Objective:

In experiment 4 we applied the concept learned in Faraday’s Law of Induction “[which] describes how an electric current produces a magnetic field and, conversely, how a changing magnetic field generates an electric current in a conductor”[1] In this lab, the main piece of equipment will be a tube that resembles a flashlight and we will observe that as the magnet inside the tube is shaken faster, the greater voltage there will be.

Procedure

1. Obtain an NXT Robot, a USB wire, differential voltage measure, and the shaker.
2. Ensure that the USB and the differential voltage measure are both connected to the NXT Robot before continuing. The voltage measure should be connected to the bottom port of the NXT and the USB to the top port.
3. Connect the USB to the desktop and launch Labview.
4. Open Excel and locate the file test2.lvm in all files. This will guide you in organizing all of the data that you collect on Labview.
5. Do a test run. It is important to understand how the software collects data and that the shaker is working correctly. When this is done move onto Step 6.
6. Begin by deciding how many times each lab partner will take turns shaking the tube; you want your results to vary when graphed so it will help to figure this out ahead of time. Each person will have a role either: tracking time, counting shakes, or shaking the tube. Alternate roles as you move through the procedure.
7. Shake the tube approximately 6-8 times depending on how many group members you have for intervals of 30 seconds.
8. Open the Excel sheet to view the data collected for each second and calculate the Sum of Squares after each Trial.
9. Plot the Number of shakes and Sum of Squares on a scatter plot labeled as “voltage”. Be sure to insert a trendline.

 

Results 

For this experiment I had two lab partners and given the time constraints, we chose to do six trials, two each. The first person shook the magnet faster while the second went at a medium speed and I went at a low speed. You will see here that two of our recordings for number of shakes come in at 77 shakes in 30 seconds.

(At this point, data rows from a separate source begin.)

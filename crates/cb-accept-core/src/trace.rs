//! Sequential-I/O detection over captured execution traces.
//!
//! Traces are strace-style text: one call per line, optionally prefixed with
//! `[pid N]`, e.g. `transmit(1, 0x4347c000, 1, 0xbaaaaffc) = 0`.

use std::sync::OnceLock;

use regex::Regex;
use serde::Serialize;

/// Direction of a data transfer.
#[derive(Debug, Clone, Copy, PartialEq, Eq, Serialize)]
#[serde(rename_all = "snake_case")]
pub enum Direction {
    Transmit,
    Receive,
}

/// One event of interest in a trace.
#[derive(Debug, Clone, Copy, PartialEq, Eq)]
pub enum TraceEvent {
    Transfer { direction: Direction, size: u64 },
    Exit,
}

/// The longest offending run found in a trace.
#[derive(Debug, Clone, Copy, PartialEq, Eq, Serialize)]
pub struct SequentialRun {
    pub direction: Direction,
    pub length: usize,
    /// 1-based line on which the run crossed the threshold.
    pub line: usize,
}

fn transfer_re() -> &'static Regex {
    static RE: OnceLock<Regex> = OnceLock::new();
    RE.get_or_init(|| {
        Regex::new(r"^(?:\[pid\s+\d+\]\s+)?(transmit|receive)\(\s*\d+\s*,\s*[^,]*,\s*(\d+)")
            .expect("valid transfer regex")
    })
}

/// Parse one trace line.
pub fn parse_line(line: &str) -> Option<TraceEvent> {
    let line = line.trim();
    if line.contains("_terminate(") || line.contains("+++ exited") {
        return Some(TraceEvent::Exit);
    }
    let caps = transfer_re().captures(line)?;
    let direction = match &caps[1] {
        "transmit" => Direction::Transmit,
        _ => Direction::Receive,
    };
    let size = caps[2].parse().ok()?;
    Some(TraceEvent::Transfer { direction, size })
}

/// Find the first run of more than `threshold` consecutive same-direction
/// transfers of at most one byte, with no larger transfer or exit between.
pub fn find_sequential_run(trace: &str, threshold: usize) -> Option<SequentialRun> {
    let mut current: Option<Direction> = None;
    let mut length = 0usize;

    for (index, line) in trace.lines().enumerate() {
        match parse_line(line) {
            Some(TraceEvent::Transfer { direction, size }) if size <= 1 => {
                if current == Some(direction) {
                    length += 1;
                } else {
                    current = Some(direction);
                    length = 1;
                }
                if length > threshold {
                    return Some(SequentialRun {
                        direction,
                        length,
                        line: index + 1,
                    });
                }
            }
            Some(_) => {
                current = None;
                length = 0;
            }
            None => {}
        }
    }
    None
}

#[cfg(test)]
mod tests {
    use super::*;

    fn calls(direction: &str, size: u64, n: usize) -> String {
        (0..n)
            .map(|_| format!("{direction}(1, 0x4347c000, {size}, 0xbaaaaffc) = 0\n"))
            .collect()
    }

    #[test]
    fn test_parse_line() {
        assert_eq!(
            parse_line("transmit(1, 0x4347c000, 1, 0xbaaaaffc) = 0"),
            Some(TraceEvent::Transfer {
                direction: Direction::Transmit,
                size: 1
            })
        );
        assert_eq!(
            parse_line("[pid  4242] receive(0, 0xbaaaaf00, 128, 0xbaaaaefc) = 0"),
            Some(TraceEvent::Transfer {
                direction: Direction::Receive,
                size: 128
            })
        );
        assert_eq!(parse_line("_terminate(0)"), Some(TraceEvent::Exit));
        assert_eq!(parse_line("+++ exited with 0 +++"), Some(TraceEvent::Exit));
        assert_eq!(parse_line("allocate(4096, 0, 0xbaaaaffc) = 0"), None);
    }

    #[test]
    fn test_threshold_boundary() {
        assert!(find_sequential_run(&calls("transmit", 1, 25), 25).is_none());

        let run = find_sequential_run(&calls("transmit", 1, 26), 25).expect("run over threshold");
        assert_eq!(run.direction, Direction::Transmit);
        assert_eq!(run.length, 26);
        assert_eq!(run.line, 26);
    }

    #[test]
    fn test_larger_transfer_resets() {
        let trace = format!(
            "{}{}{}",
            calls("receive", 1, 20),
            calls("receive", 64, 1),
            calls("receive", 1, 20)
        );
        assert!(find_sequential_run(&trace, 25).is_none());
    }

    #[test]
    fn test_exit_resets() {
        let trace = format!("{}_terminate(0)\n{}", calls("receive", 0, 20), calls("receive", 1, 20));
        assert!(find_sequential_run(&trace, 25).is_none());
    }

    #[test]
    fn test_direction_change_restarts() {
        let trace = format!("{}{}", calls("transmit", 1, 20), calls("receive", 1, 20));
        assert!(find_sequential_run(&trace, 25).is_none());
    }

    #[test]
    fn test_unrelated_lines_do_not_reset() {
        let mut trace = calls("transmit", 1, 13);
        trace.push_str("fdwait(1, 0xbaaaaf00, 0, 0, 0) = 0\n");
        trace.push_str(&calls("transmit", 1, 13));
        assert!(find_sequential_run(&trace, 25).is_some());
    }
}
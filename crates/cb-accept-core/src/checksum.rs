//! Order-independent content fingerprints over file sets.

use std::collections::HashSet;
use std::path::{Path, PathBuf};

use sha2::{Digest, Sha256};

use crate::error::Result;

/// Sorted list of per-file SHA-256 digests.
///
/// Two file sets are equivalent iff their fingerprints are equal, whatever
/// order the files were listed in.
#[derive(Debug, Clone, PartialEq, Eq, Default)]
pub struct Fingerprint(Vec<String>);

impl Fingerprint {
    pub fn digests(&self) -> &[String] {
        &self.0
    }

    pub fn len(&self) -> usize {
        self.0.len()
    }

    pub fn is_empty(&self) -> bool {
        self.0.is_empty()
    }

    /// Whether any two files in the set share content.
    pub fn has_duplicates(&self) -> bool {
        self.0.windows(2).any(|pair| pair[0] == pair[1])
    }
}

/// Hex SHA-256 of a single file.
pub fn hash_file(path: &Path) -> Result<String> {
    let content = std::fs::read(path)?;
    Ok(hex::encode(Sha256::digest(&content)))
}

/// Fingerprint a set of files.
pub fn checksum<P: AsRef<Path>>(files: &[P]) -> Result<Fingerprint> {
    let mut digests = files
        .iter()
        .map(|f| hash_file(f.as_ref()))
        .collect::<Result<Vec<_>>>()?;
    digests.sort();
    Ok(Fingerprint(digests))
}

/// Files among `files` whose content was already seen earlier in the list.
pub fn duplicate_files<P: AsRef<Path>>(files: &[P]) -> Result<Vec<PathBuf>> {
    let mut seen = HashSet::new();
    let mut duplicates = Vec::new();
    for file in files {
        let digest = hash_file(file.as_ref())?;
        if !seen.insert(digest) {
            duplicates.push(file.as_ref().to_path_buf());
        }
    }
    Ok(duplicates)
}

/// Regular files directly inside `dir`, sorted by name. Missing dir yields nothing.
pub fn files_in(dir: &Path) -> Result<Vec<PathBuf>> {
    let mut files = Vec::new();
    if !dir.is_dir() {
        return Ok(files);
    }
    for entry in std::fs::read_dir(dir)? {
        let path = entry?.path();
        if path.is_file() {
            files.push(path);
        }
    }
    files.sort();
    Ok(files)
}
//! Argument vectors for the external collaborators.

use std::path::{Path, PathBuf};

use cb_accept_core::{HarnessError, Result, ToolPaths};

/// Environment variable through which the trace shim learns where to write.
pub const TRACE_FILE_ENV: &str = "CB_TRACE_FILE";

/// Where the replay tool reads exchanges from.
#[derive(Debug, Clone, PartialEq, Eq)]
pub enum ReplaySource {
    /// Explicit poll or PoV files.
    Files(Vec<PathBuf>),
    /// Every poll in a directory.
    Directory(PathBuf),
}

/// One invocation of the replay tool.
#[derive(Debug, Clone, PartialEq, Eq)]
pub struct ReplayRequest {
    pub directory: PathBuf,
    pub binaries: Vec<String>,
    pub source: ReplaySource,
    pub should_core: bool,
    pub failure_ok: bool,
    pub negotiate_seed: bool,
    pub seed_skip: Option<u32>,
    pub seed_munge: bool,
    pub max_send: Option<u32>,
    pub timeout_secs: Option<u64>,
    pub wrapper: Option<String>,
    pub env: Vec<(String, String)>,
    pub debug: bool,
}

impl ReplayRequest {
    pub fn new(directory: impl Into<PathBuf>, binaries: Vec<String>, source: ReplaySource) -> Self {
        Self {
            directory: directory.into(),
            binaries,
            source,
            should_core: false,
            failure_ok: false,
            negotiate_seed: false,
            seed_skip: None,
            seed_munge: false,
            max_send: None,
            timeout_secs: None,
            wrapper: None,
            env: Vec::new(),
            debug: false,
        }
    }

    /// The binary must crash.
    pub fn should_core(mut self) -> Self {
        self.should_core = true;
        self
    }

    /// A failed exchange is tolerated.
    pub fn failure_ok(mut self) -> Self {
        self.failure_ok = true;
        self
    }

    pub fn negotiate_seed(mut self) -> Self {
        self.negotiate_seed = true;
        self
    }

    pub fn seed_skip(mut self, skip: u32) -> Self {
        self.seed_skip = Some(skip);
        self
    }

    pub fn seed_munge(mut self) -> Self {
        self.seed_munge = true;
        self
    }

    /// Cap each send at `bytes` and wait up to `timeout_secs`.
    pub fn segmented(mut self, bytes: u32, timeout_secs: u64) -> Self {
        self.max_send = Some(bytes);
        self.timeout_secs = Some(timeout_secs);
        self
    }

    pub fn wrapper(mut self, shim: impl Into<String>) -> Self {
        self.wrapper = Some(shim.into());
        self
    }

    pub fn env(mut self, key: impl Into<String>, value: impl Into<String>) -> Self {
        self.env.push((key.into(), value.into()));
        self
    }

    pub fn debug(mut self, enabled: bool) -> Self {
        self.debug = enabled;
        self
    }

    pub fn argv(&self) -> Vec<String> {
        let mut args = vec!["--directory".to_string(), display(&self.directory)];

        args.push("--cb".to_string());
        args.extend(self.binaries.iter().cloned());

        match &self.source {
            ReplaySource::Files(files) => {
                args.push("--xml".to_string());
                args.extend(files.iter().map(|f| display(f)));
            }
            ReplaySource::Directory(dir) => {
                args.push("--xml_dir".to_string());
                args.push(display(dir));
            }
        }

        if self.should_core {
            args.push("--should_core".to_string());
        }
        if self.failure_ok {
            args.push("--failure_ok".to_string());
        }
        if self.negotiate_seed {
            args.push("--negotiate_seed".to_string());
        }
        if let Some(skip) = self.seed_skip {
            args.push("--cb_seed_skip".to_string());
            args.push(skip.to_string());
        }
        if self.seed_munge {
            args.push("--cb_seed_munge".to_string());
        }
        if let Some(bytes) = self.max_send {
            args.push("--max_send".to_string());
            args.push(bytes.to_string());
        }
        if let Some(timeout) = self.timeout_secs {
            args.push("--timeout".to_string());
            args.push(timeout.to_string());
        }
        if let Some(wrapper) = &self.wrapper {
            args.push("--wrapper".to_string());
            args.push(wrapper.clone());
        }
        for (key, value) in &self.env {
            args.push("--cb_env".to_string());
            args.push(format!("{key}={value}"));
        }
        if self.debug {
            args.push("--debug".to_string());
        }
        args
    }
}

/// One invocation of the poll generator.
#[derive(Debug, Clone, PartialEq, Eq)]
pub struct GeneratorRequest {
    pub machine: PathBuf,
    pub graph: PathBuf,
    pub output: PathBuf,
    pub count: Option<u32>,
    pub seed: Option<i64>,
    pub depth: Option<u64>,
}

impl GeneratorRequest {
    pub fn argv(&self) -> Vec<String> {
        let mut args = Vec::new();
        if let Some(count) = self.count {
            args.push("--count".to_string());
            args.push(count.to_string());
        }
        if let Some(seed) = self.seed {
            args.push("--seed".to_string());
            args.push(seed.to_string());
        }
        if let Some(depth) = self.depth {
            args.push("--depth".to_string());
            args.push(depth.to_string());
        }
        args.push(display(&self.machine));
        args.push(display(&self.graph));
        args.push(display(&self.output));
        args
    }
}

/// Verifier program for a PoV artifact, chosen by extension.
pub fn pov_verifier<'a>(tools: &'a ToolPaths, pov: &Path) -> Result<&'a str> {
    match pov.extension().and_then(|e| e.to_str()) {
        Some("xml") | Some("povxml") => Ok(tools.xml_verifier.as_str()),
        Some("pov") => Ok(tools.pov_verifier.as_str()),
        _ => Err(HarnessError::assertion(format!(
            "no verifier for PoV {}",
            pov.display()
        ))),
    }
}

fn display(path: &Path) -> String {
    path.to_string_lossy().to_string()
}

We chose to keep this data despite its repetition to represent our true recordings. Perhaps, if we had chose to omit this and try it again it may have resulted in a more interesting graph. According to another classmate, if she shook the magnet fast enough, the flashlight would light up.

Conclusion

Since the running of this experiment was relatively simple with few components performing it was rather simple. Where difficulties came in were in the beginning, locating the file on which we would store the data and ensuring the Excel saved the data before closing the program to open Labview. We discovered how technology in this case works as an advantage and a disadvantage, especially because we had to count the number of shakes which certainly resulted in a degree of error in the results. Had we been able to do this differently, I would somehow make it so that we would not have to count the number of shakes and also we could observe the correlation between voltage and the amount of human work put it as opposed to phrasing it as “number of shakes”. Overall the lab design is interesting and could become more accurate with replication.

 

Sources

1. https://www.livescience.com/53509-faradays-law-induction.html
2. https://www.bbvaopenmind.com/en/faraday-electromagnetic-theory-light/